Bei der Diamond-Blackfan-Anämie ist der hervorstechende Effekt, der Verlust der Produktion roter Blutkörperchen, sehr offensichtlich, und obwohl wir die Ursache, Mutationen in ribosomalen Protein-Genen, kennen, bleibt der eigentliche mechanistische Defekt, der den spezifischen Verlust roter Blutkörperchen verursacht, unklar. Dies hat zur Folge, dass es eigenartig schwierig ist, neue Behandlungsmethoden zu entwickeln, da das Problem selbst nicht genau definiert ist.
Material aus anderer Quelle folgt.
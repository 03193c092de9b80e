use anyhow::Result;
use clap::Parser;
use tracing_subscriber::{fmt, EnvFilter};

mod backend;
mod cli;
mod command;
mod config;
mod domain;
mod pipeline;
mod prompt;
mod workspace;

use cli::{Cli, Commands};

#[tokio::main]
async fn main() -> Result<()> {
    let cli = Cli::parse();

    // Initialize logging
    let filter = if cli.verbose {
        EnvFilter::new("debug")
    } else {
        EnvFilter::new("info")
    };

    fmt()
        .with_env_filter(filter)
        .with_writer(std::io::stderr)
        .init();

    match cli.command {
        Commands::Convert(args) => command::run_convert(args).await,
        Commands::Digest(args) => command::run_digest(args).await,
        Commands::StripMarkers(args) => command::run_strip_markers(args).await,
    }
}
Unser Ziel ist es, die Komplikationen der DBA besser zu verstehen, in der Hoffnung, dass wir ein tieferes Verständnis der Biologie hinter der Krankheit entwickeln können, was es uns wiederum ermöglichen wird, bestehende Behandlungen einzusetzen oder ganz neue Behandlungen zu entwickeln.
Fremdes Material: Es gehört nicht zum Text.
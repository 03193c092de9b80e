//! Structured and rendered documents on disk.

use anyhow::{Context, Result};
use serde::Serialize;
use std::collections::HashSet;
use std::fs;
use std::path::{Path, PathBuf};
use tracing::warn;

use crate::domain::{AnalysisRecord, DirectoryDigest};
use crate::workspace::{RENDERED_EXTENSION, STRUCTURED_EXTENSION};

/// File name of the directory digest document.
pub const DIGEST_FILE_NAME: &str = "_overall.md";

/// Output paths for the source file at `relative_path`.
pub fn record_paths(output_dir: &Path, relative_path: &str) -> (PathBuf, PathBuf) {
    let base = output_dir.join(relative_path);
    (
        base.with_extension(STRUCTURED_EXTENSION),
        base.with_extension(RENDERED_EXTENSION),
    )
}

/// Where the digest of `relative_dir` goes.
pub fn digest_path(output_dir: &Path, relative_dir: &str) -> PathBuf {
    if relative_dir.is_empty() {
        output_dir.join(DIGEST_FILE_NAME)
    } else {
        output_dir.join(relative_dir).join(DIGEST_FILE_NAME)
    }
}

/// JSON with four-space indentation.
fn to_json_pretty<T: Serialize>(value: &T) -> Result<String> {
    let mut buf = Vec::new();
    let formatter = serde_json::ser::PrettyFormatter::with_indent(b"    ");
    let mut ser = serde_json::Serializer::with_formatter(&mut buf, formatter);
    value
        .serialize(&mut ser)
        .context("Failed to serialize analysis record")?;
    String::from_utf8(buf).context("Serialized JSON is not UTF-8")
}

pub fn render_record(record: &AnalysisRecord) -> String {
    let mut out = String::new();
    out.push_str("\n\n### Summary\n\n");
    out.push_str(record.overall_summary.trim());
    out.push_str("\n\n### Highlights\n\n");
    out.push_str(record.highlights.trim());
    out.push_str(&format!(
        "\n\n### Pythonic Pseudocode\n\n```python\n{}\n```",
        record.pseudocode.trim()
    ));
    out.push_str("\n\n\n### import Relationships\n\n");
    out.push_str(record.import_relationships.trim());
    out
}

pub fn render_digest(digest: &DirectoryDigest) -> String {
    format!("\n\n### Summary\n\n{}", digest.overall_summary.trim())
}

fn write_file(path: &Path, content: &str) -> Result<()> {
    if let Some(parent) = path.parent() {
        fs::create_dir_all(parent)
            .with_context(|| format!("Failed to create directory {}", parent.display()))?;
    }
    fs::write(path, content).with_context(|| format!("Failed to write {}", path.display()))
}

/// Documents written during one run.
///
/// Distinct sources can map onto the same document (`a.py` and `a.md`, or a
/// root file named `_overall.*`); the later write wins and is flagged.
#[derive(Debug, Default)]
pub struct WrittenPaths {
    paths: HashSet<PathBuf>,
    collisions: usize,
}

impl WrittenPaths {
    fn note(&mut self, path: &Path, source: &str) {
        if !self.paths.insert(path.to_path_buf()) {
            self.collisions += 1;
            warn!(
                "{} overwrites {}, already written in this run",
                source,
                path.display()
            );
        }
    }

    pub fn collisions(&self) -> usize {
        self.collisions
    }
}

/// Write the structured and rendered documents for one file.
pub fn write_record(
    output_dir: &Path,
    relative_path: &str,
    record: &AnalysisRecord,
    written: &mut WrittenPaths,
) -> Result<()> {
    let (json_path, md_path) = record_paths(output_dir, relative_path);
    written.note(&json_path, relative_path);
    written.note(&md_path, relative_path);
    write_file(&json_path, &to_json_pretty(record)?)?;
    write_file(&md_path, &render_record(record))
}

/// Read back a structured document. Missing fields are an error.
pub fn read_record(output_dir: &Path, relative_path: &str) -> Result<AnalysisRecord> {
    let (json_path, _) = record_paths(output_dir, relative_path);
    let content = fs::read_to_string(&json_path).with_context(|| {
        format!(
            "Missing structured document for {}: {}",
            relative_path,
            json_path.display()
        )
    })?;
    serde_json::from_str(&content)
        .with_context(|| format!("Malformed structured document {}", json_path.display()))
}

pub fn write_digest(
    output_dir: &Path,
    digest: &DirectoryDigest,
    written: &mut WrittenPaths,
) -> Result<PathBuf> {
    let path = digest_path(output_dir, &digest.directory);
    written.note(&path, "directory digest");
    write_file(&path, &render_digest(digest))?;
    Ok(path)
}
Um dies zu ermöglichen, machen wir uns eine Besonderheit der Familie Marte zunutze. Boris trägt die Mutation, die DBA verursacht, ist aber nicht anämisch. Wir haben Stammzelllinien aus der Familie sowie primäre Stammzellen aus Blut etabliert, um den Unterschied zwischen Boris und den Kindern zu erforschen. Wir sind dann in der Lage, die Bildung roter Blutkörperchen in einer kontrollierten Laborumgebung zu fördern, um eingehende Analysen zu ermöglichen. Indem wir die Zellen von Boris mit denen der Kinder vergleichen, können wir möglicherweise den Grund erkennen, warum Boris nicht betroffen ist. Bisher hat unsere Arbeit bereits unerwartete Ergebnisse gezeigt, die es uns ermöglichten, einen neuen potentiellen biologischen Mechanismus für DBA zu postulieren. Wir haben nun zwei Methoden etabliert, um potenzielle DBA-Behandlungen zu testen, und sind dabei, sowohl bestehende als auch neuartige Therapeutika zu untersuchen, die wir entwickeln. Darüber hinaus befinden wir uns in der Frühphase der Entwicklung eines potenziellen Prognosetests für DBA.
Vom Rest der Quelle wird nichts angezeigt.